WORK ORDER - Within the entries that follow, show each line where the word "output" occurs.

Stored data -

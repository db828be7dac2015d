//! WebGPU surface setup and per-frame presentation.
//!
//! Owns the wgpu device, queue and window surface. Each frame clears the
//! surface and hands it to the HUD overlay, which draws the whole scene.

use std::sync::Arc;

use anyhow::Result;
use winit::{dpi::PhysicalSize, event::WindowEvent, window::Window};

use super::hud::HudOverlay;
use crate::simulation::SimulationController;
use crate::state::SimulationMetrics;

/// Main render state managing all GPU resources
pub struct RenderState {
    window: Arc<Window>,
    surface: wgpu::Surface<'static>,
    device: wgpu::Device,
    queue: wgpu::Queue,
    config: wgpu::SurfaceConfiguration,
    pub size: PhysicalSize<u32>,
    pub hud: HudOverlay,
}

impl RenderState {
    pub async fn new(window: Arc<Window>) -> Result<Self> {
        let size = window.inner_size();

        let instance = wgpu::Instance::new(wgpu::InstanceDescriptor {
            backends: wgpu::Backends::all(),
            ..Default::default()
        });

        // The Arc<Window> is stored in RenderState, so the window outlives the surface
        let surface = instance.create_surface(window.clone())?;

        let adapter = instance
            .request_adapter(&wgpu::RequestAdapterOptions {
                power_preference: wgpu::PowerPreference::LowPower,
                compatible_surface: Some(&surface),
                force_fallback_adapter: false,
            })
            .await
            .ok_or_else(|| anyhow::anyhow!("Failed to find suitable GPU adapter"))?;

        log::info!("Using adapter: {:?}", adapter.get_info());

        let (device, queue) = adapter
            .request_device(
                &wgpu::DeviceDescriptor {
                    label: Some("Chemostat Device"),
                    required_features: wgpu::Features::empty(),
                    required_limits: wgpu::Limits::downlevel_webgl2_defaults()
                        .using_resolution(adapter.limits()),
                },
                None,
            )
            .await?;

        let surface_caps = surface.get_capabilities(&adapter);
        let surface_format = surface_caps
            .formats
            .iter()
            .find(|f| f.is_srgb())
            .copied()
            .or_else(|| surface_caps.formats.first().copied())
            .ok_or_else(|| anyhow::anyhow!("Surface reports no supported formats"))?;
        let alpha_mode = surface_caps
            .alpha_modes
            .first()
            .copied()
            .unwrap_or(wgpu::CompositeAlphaMode::Auto);

        let config = wgpu::SurfaceConfiguration {
            usage: wgpu::TextureUsages::RENDER_ATTACHMENT,
            format: surface_format,
            width: size.width.max(1),
            height: size.height.max(1),
            present_mode: wgpu::PresentMode::AutoVsync,
            alpha_mode,
            view_formats: vec![],
            desired_maximum_frame_latency: 2,
        };
        surface.configure(&device, &config);

        let hud = HudOverlay::new(&window, &device, surface_format);

        Ok(Self {
            window,
            surface,
            device,
            queue,
            config,
            size,
            hud,
        })
    }

    pub fn window(&self) -> &Window {
        &self.window
    }

    /// Forward a window event to egui; true if egui consumed it
    pub fn handle_event(&mut self, event: &WindowEvent) -> bool {
        self.hud.handle_event(&self.window, event)
    }

    /// Resize the render surface
    pub fn resize(&mut self, new_size: PhysicalSize<u32>) {
        if new_size.width > 0 && new_size.height > 0 {
            self.size = new_size;
            self.config.width = new_size.width;
            self.config.height = new_size.height;
            self.surface.configure(&self.device, &self.config);
        }
    }

    /// Render a frame
    pub fn render(
        &mut self,
        controller: &SimulationController,
        metrics: &SimulationMetrics,
    ) -> Result<(), wgpu::SurfaceError> {
        let output = self.surface.get_current_texture()?;
        let view = output
            .texture
            .create_view(&wgpu::TextureViewDescriptor::default());

        let mut encoder = self
            .device
            .create_command_encoder(&wgpu::CommandEncoderDescriptor {
                label: Some("Render Encoder"),
            });

        {
            let _clear_pass = encoder.begin_render_pass(&wgpu::RenderPassDescriptor {
                label: Some("Clear Pass"),
                color_attachments: &[Some(wgpu::RenderPassColorAttachment {
                    view: &view,
                    resolve_target: None,
                    ops: wgpu::Operations {
                        load: wgpu::LoadOp::Clear(wgpu::Color {
                            r: 0.02,
                            g: 0.02,
                            b: 0.05,
                            a: 1.0,
                        }),
                        store: wgpu::StoreOp::Store,
                    },
                })],
                depth_stencil_attachment: None,
                timestamp_writes: None,
                occlusion_query_set: None,
            });
        }

        let (paint_jobs, textures_delta) = self.hud.render(&self.window, controller, metrics);
        let screen_descriptor = self.hud.screen_descriptor(&self.window);
        self.hud.paint(
            &self.device,
            &self.queue,
            &mut encoder,
            &view,
            screen_descriptor,
            paint_jobs,
            textures_delta,
        );

        self.queue.submit(std::iter::once(encoder.finish()));
        output.present();

        Ok(())
    }
}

REPLY TO THE EXERCISE -
        let output = self.surface.get_current_texture()?;
        let view = output
        output.present();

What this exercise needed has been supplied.